In June, legislation was passed allowing 9-year-old Rylie Maedler to use marijuana-based oils to alleviate her brain seizures. But her mother, Janie, said she knew even then the work was not yet finished.
The next step, she said, is for Rylie to be allowed to take her medicine while she's in school.
The first step was the passage of Rylie’s Law, which allows Delaware children under the age of 18 to use medical marijuana-based oils to treat intractable epilepsy and dystonia.
In 2013, Rylie was diagnosed with a benign bone tumor in her face. Surgery removed most of the tumor, but afterwards Rylie began suffering seizures.
The bill was introduced in May by Sen. Ernie Lopez, R-Lewes, and did not attract a single dissenting vote as it made its way through the legislative process.
Medical marijuana was legalized for adults in Delaware in 2011, during the 146th General Assembly. The state’s first dispensary, First State Compassion Center in Wilmington, opened June 26.
However federal and state regulations ban drugs, including marijuana, on school property, meaning, every day since school began, Rylie has been signed out by a parent, walked off school grounds, given her medicine, walked back into school and signed back in.
“We knew it was something that just couldn’t be put into the law,” Janie said. “It’s not the school’s fault at all. The school has been very understanding about it.”
Lopez said everybody involved with Rylie’s Law went into the process clear-eyed and open-minded. He said the goal last session was to get the oils legal in Delaware and then move on from there.
“There’s still a need,” he said.
Lopez said he has begun circulating a draft bill he plans to introduce in February. “A bill like this takes time to craft,” he said. “It’s a definite goal for the 2016 session.”
Lopez is not yet prepared to share the legislation, but, he said, examples of carry-in/carry-out legislation in Maine and New Jersey were good places to start. The specifics are a slightly different in each state, but in general, both states allow a parent to administer a nonsmokable form of medical marijuana on school grounds without fear of police action.
Maine passed the law earlier this year, while New Jersey law is waiting for a signature from Gov. Chris Christie.

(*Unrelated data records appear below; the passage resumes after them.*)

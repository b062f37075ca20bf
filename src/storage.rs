use crate::error::{ApplyError, Result};
use crate::markers::file_stamp;
use crate::models::{DecisionRecord, SuggestionBatch};
use chrono::{DateTime, Utc};
use std::fs;
use std::path::{Path, PathBuf};

pub fn ensure_dir(path: &Path) -> Result<()> {
    if !path.exists() {
        fs::create_dir_all(path)?;
    }
    Ok(())
}

pub fn load_suggestions(path: &Path) -> Result<SuggestionBatch> {
    if !path.exists() {
        return Err(ApplyError::SuggestionsNotFound(path.to_path_buf()));
    }
    let content = fs::read_to_string(path)?;
    Ok(serde_json::from_str(&content)?)
}

fn stamped_path(dir: &Path, file_id: &str, now: DateTime<Utc>, ext: &str) -> PathBuf {
    let mut path = PathBuf::from(dir);
    path.push(format!("{file_id}.{}.{ext}", file_stamp(now)));
    path
}

/// Writes the untouched remote content next to earlier backups of the same file.
pub fn write_backup(
    dir: &Path,
    file_id: &str,
    content: &str,
    now: DateTime<Utc>,
) -> Result<PathBuf> {
    ensure_dir(dir)?;
    let path = stamped_path(dir, file_id, now, "md");
    fs::write(&path, content)?;
    Ok(path)
}

pub fn write_records(
    dir: &Path,
    file_id: &str,
    records: &[DecisionRecord],
    now: DateTime<Utc>,
) -> Result<PathBuf> {
    ensure_dir(dir)?;
    let path = stamped_path(dir, file_id, now, "json");
    let content = serde_json::to_string_pretty(records)?;
    fs::write(&path, content)?;
    Ok(path)
}
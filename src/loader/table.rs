//! Resolved-batch handle table

use std::collections::HashMap;

use uuid::Uuid;

use crate::engine::LoadHandle;
use crate::loader::types::LoadResult;

/// Mapping from clip identity to engine load handle for the most recently
/// resolved batch.
///
/// Built once, at success resolution, and used to validate that a handle
/// belongs to the current batch before delegating playback to the engine.
/// Releasing the batch's samples does not clear the table; the engine
/// treats operations on unloaded handles as no-ops.
#[derive(Debug, Clone, Default)]
pub struct HandleTable {
    by_clip: HashMap<Uuid, LoadHandle>,
}

impl HandleTable {
    pub(crate) fn from_results(results: &[LoadResult]) -> Self {
        let by_clip = results.iter().map(|r| (r.clip_id, r.handle)).collect();
        Self { by_clip }
    }

    /// Whether `handle` belongs to this batch
    pub fn contains(&self, handle: LoadHandle) -> bool {
        self.by_clip.values().any(|h| *h == handle)
    }

    /// Engine handle for a clip identity, if it was part of this batch
    pub fn handle_for(&self, clip_id: Uuid) -> Option<LoadHandle> {
        self.by_clip.get(&clip_id).copied()
    }

    /// All tracked handles, in no particular order
    pub fn handles(&self) -> impl Iterator<Item = LoadHandle> + '_ {
        self.by_clip.values().copied()
    }

    /// Number of tracked clips
    pub fn len(&self) -> usize {
        self.by_clip.len()
    }

    pub fn is_empty(&self) -> bool {
        self.by_clip.is_empty()
    }
}
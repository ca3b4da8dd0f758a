//! Error types for clip-pool
//!
//! Two layers: [`Error`] for fallible operations inside the crate (I/O,
//! engine faults, configuration), and [`LoadError`] for the terminal
//! failure kinds a batch callback can observe.

use thiserror::Error;

/// Convenience Result type using the crate Error
pub type Result<T> = std::result::Result<T, Error>;

/// Main error type for clip-pool operations
#[derive(Error, Debug)]
pub enum Error {
    /// File I/O errors while reading clip bytes
    #[error("IO error: {0}")]
    Io(#[from] std::io::Error),

    /// Configuration loading or validation errors
    #[error("Configuration error: {0}")]
    Config(String),

    /// Audio engine refused an operation
    #[error("Engine error: {0}")]
    Engine(String),
}

/// Terminal failure kinds surfaced through the batch callback.
///
/// Exactly one of these (or the success outcome) reaches the caller per
/// started batch; nothing else crosses the component boundary once `load`
/// has returned.
#[derive(Error, Debug, Clone, PartialEq, Eq)]
pub enum LoadError {
    /// The caller supplied no requests. Reported synchronously from
    /// `load`, before any session or timer exists.
    #[error("no clip requests supplied")]
    NoRequests,

    /// Reading a clip's bytes or handing it to the engine faulted. The
    /// whole batch fails, even if other clips had already decoded.
    #[error("submission failed: {0}")]
    Submission(String),

    /// Not every clip reported a successful decode before the deadline.
    #[error("batch load timed out")]
    Timeout,
}
//! Audio engine abstraction
//!
//! The low-latency pool that actually decodes, holds, and mixes clips lives
//! behind the [`AudioEngine`] trait. The loader core never touches audio
//! bytes beyond marshaling them into [`ClipData`]; decode completion comes
//! back asynchronously as [`EngineEvent`]s on the channel the engine
//! receives at construction time.

use std::sync::Arc;

use tokio::sync::mpsc;

use crate::config::EngineSettings;
use crate::error::Result;
use crate::events::EngineEvent;

/// Engine-assigned identifier for a loaded clip, unique within a session
#[derive(Debug, Clone, Copy, PartialEq, Eq, Hash, PartialOrd, Ord)]
pub struct LoadHandle(pub u32);

/// Engine-assigned identifier for one active playback stream
#[derive(Debug, Clone, Copy, PartialEq, Eq, Hash)]
pub struct PlayHandle(pub u32);

/// Marshaled clip bytes handed to the engine for decoding
///
/// The range invariant holds at construction: `offset + length` never
/// exceeds `bytes.len()`.
#[derive(Debug, Clone)]
pub struct ClipData {
    /// Encoded source bytes, shared with the originating request
    pub bytes: Arc<Vec<u8>>,

    /// Start of the range to decode
    pub offset: usize,

    /// Length of the range to decode
    pub length: usize,

    /// Decode priority hint
    pub priority: u32,
}

/// Stream parameters for starting playback.
///
/// Defaults select full-volume, single-shot playback at normal rate.
#[derive(Debug, Clone)]
pub struct PlayParams {
    pub left_volume: f32,
    pub right_volume: f32,
    pub priority: u32,
    /// Number of repeats after the first play; 0 plays once
    pub loop_count: i32,
    /// Playback rate multiplier
    pub rate: f32,
}

impl Default for PlayParams {
    fn default() -> Self {
        Self {
            left_volume: 1.0,
            right_volume: 1.0,
            priority: 1,
            loop_count: 0,
            rate: 1.0,
        }
    }
}

/// The low-latency audio pool capability.
///
/// Implementations own decoding, sample storage, and mixing. Each
/// submitted load is reported exactly once through the event sender
/// supplied to the [`EngineFactory`]; duplicate reports are tolerated
/// upstream. `stop` and `unload` on handles the pool no longer knows are
/// no-ops by contract.
pub trait AudioEngine: Send + Sync {
    /// Submit a clip byte range for asynchronous decode into the pool
    fn submit_load(&self, data: ClipData) -> Result<LoadHandle>;

    /// Start playback of a loaded clip. `None` when the engine cannot
    /// allocate a stream.
    fn play(&self, handle: LoadHandle, params: &PlayParams) -> Option<PlayHandle>;

    /// Stop one active stream
    fn stop(&self, handle: PlayHandle);

    /// Pause every active stream
    fn pause_all(&self);

    /// Release pool resources held for one loaded clip
    fn unload(&self, handle: LoadHandle);
}

/// One-time constructor for the shared engine resource.
///
/// Invoked lazily on the first load path and never again once it has
/// succeeded; a failed acquisition is retried by the next batch.
pub type EngineFactory = Box<
    dyn Fn(mpsc::UnboundedSender<EngineEvent>, &EngineSettings) -> Result<Arc<dyn AudioEngine>>
        + Send
        + Sync,
>;
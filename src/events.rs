//! Engine notification events
//!
//! The audio engine reports decode completion asynchronously on the event
//! channel it receives at construction time. Events are delivered at most
//! once per load handle; the loader tolerates duplicates and stragglers
//! that arrive after a batch has resolved.

use crate::engine::LoadHandle;

/// Asynchronous notifications emitted by the audio engine.
#[derive(Debug, Clone, Copy, PartialEq, Eq)]
pub enum EngineEvent {
    /// A submitted load finished decoding.
    LoadComplete {
        /// Handle assigned at submission time
        handle: LoadHandle,

        /// True when the clip decoded and is playable
        success: bool,
    },
}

Lopez said his bill will be specific to Delaware, but these examples are a good path to follow.
Kelly Bachman, press secretary for Gov. Jack Markell, said the governor was proud to sign Rylie’s Law in June and looks forward to working with Lopez on the issue.
Lopez has not spoken to the governor about this issue, but Bachman wrote in an email that Markell "looks forward to reviewing his proposed legislation and hearing more from the senator if it is introduced.”
Lopez said he’s also looking forward to working with the Cape Henlopen School District. The schools have an important role in the process, he said.
“I don’t want them thinking this is something that’s going to be ramrodded through in Legislative Hall in Dover,” he said.
In the meantime, Janie tries to remain positive. She said she hoped a fix to the school situation would have come sooner, but, she said, she also understands Rylie happens to be the first student in the school district going through the process.
“We’re trail blazing,” she said laughing.